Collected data

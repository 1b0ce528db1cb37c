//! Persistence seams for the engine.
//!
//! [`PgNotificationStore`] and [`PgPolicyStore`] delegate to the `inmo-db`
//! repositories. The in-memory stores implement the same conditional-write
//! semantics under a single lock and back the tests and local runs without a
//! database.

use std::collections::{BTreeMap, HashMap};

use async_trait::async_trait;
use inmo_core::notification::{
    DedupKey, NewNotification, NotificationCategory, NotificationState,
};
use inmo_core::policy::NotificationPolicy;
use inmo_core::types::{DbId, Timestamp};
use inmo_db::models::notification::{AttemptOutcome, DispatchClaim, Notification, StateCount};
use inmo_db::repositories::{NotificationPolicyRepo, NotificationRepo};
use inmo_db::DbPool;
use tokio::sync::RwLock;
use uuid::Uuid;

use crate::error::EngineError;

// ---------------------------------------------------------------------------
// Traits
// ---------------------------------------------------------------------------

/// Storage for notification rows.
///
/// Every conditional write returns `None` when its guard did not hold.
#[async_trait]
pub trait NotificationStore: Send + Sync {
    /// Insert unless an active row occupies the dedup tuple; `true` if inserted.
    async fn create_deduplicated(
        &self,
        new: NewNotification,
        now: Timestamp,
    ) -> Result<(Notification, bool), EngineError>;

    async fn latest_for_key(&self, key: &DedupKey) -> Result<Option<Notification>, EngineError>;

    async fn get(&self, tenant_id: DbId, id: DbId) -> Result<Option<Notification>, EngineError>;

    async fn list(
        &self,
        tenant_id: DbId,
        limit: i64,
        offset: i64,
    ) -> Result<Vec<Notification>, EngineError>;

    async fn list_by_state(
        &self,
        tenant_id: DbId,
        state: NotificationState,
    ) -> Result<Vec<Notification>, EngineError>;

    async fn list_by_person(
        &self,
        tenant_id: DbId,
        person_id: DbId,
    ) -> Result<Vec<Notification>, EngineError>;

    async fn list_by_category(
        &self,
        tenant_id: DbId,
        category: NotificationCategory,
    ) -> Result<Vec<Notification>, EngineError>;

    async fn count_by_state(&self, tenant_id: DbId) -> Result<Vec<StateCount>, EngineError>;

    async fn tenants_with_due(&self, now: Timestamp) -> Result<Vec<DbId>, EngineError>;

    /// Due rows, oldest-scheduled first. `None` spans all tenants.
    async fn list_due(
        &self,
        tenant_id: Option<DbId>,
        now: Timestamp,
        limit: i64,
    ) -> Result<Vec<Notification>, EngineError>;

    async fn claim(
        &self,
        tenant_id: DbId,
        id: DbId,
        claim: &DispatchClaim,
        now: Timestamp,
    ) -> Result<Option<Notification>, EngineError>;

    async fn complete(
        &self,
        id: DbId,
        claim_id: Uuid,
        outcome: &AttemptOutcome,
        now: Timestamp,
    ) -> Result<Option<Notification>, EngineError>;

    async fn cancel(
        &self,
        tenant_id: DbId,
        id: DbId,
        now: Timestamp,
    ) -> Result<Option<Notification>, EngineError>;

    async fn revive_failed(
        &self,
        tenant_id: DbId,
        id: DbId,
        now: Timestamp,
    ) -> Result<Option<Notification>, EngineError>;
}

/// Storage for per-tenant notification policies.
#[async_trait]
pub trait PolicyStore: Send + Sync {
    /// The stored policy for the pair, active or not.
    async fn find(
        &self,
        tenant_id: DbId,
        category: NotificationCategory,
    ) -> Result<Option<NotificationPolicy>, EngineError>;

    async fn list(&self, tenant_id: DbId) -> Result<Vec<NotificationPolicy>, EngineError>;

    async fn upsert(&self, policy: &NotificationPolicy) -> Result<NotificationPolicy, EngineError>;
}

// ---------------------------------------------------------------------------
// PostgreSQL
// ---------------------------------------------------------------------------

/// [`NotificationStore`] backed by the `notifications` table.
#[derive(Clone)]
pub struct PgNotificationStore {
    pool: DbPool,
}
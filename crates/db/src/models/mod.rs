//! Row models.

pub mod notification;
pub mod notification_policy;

_Task_
Give back one number only: the count of lines in the entries that hold the string "repositories".

_Response_
2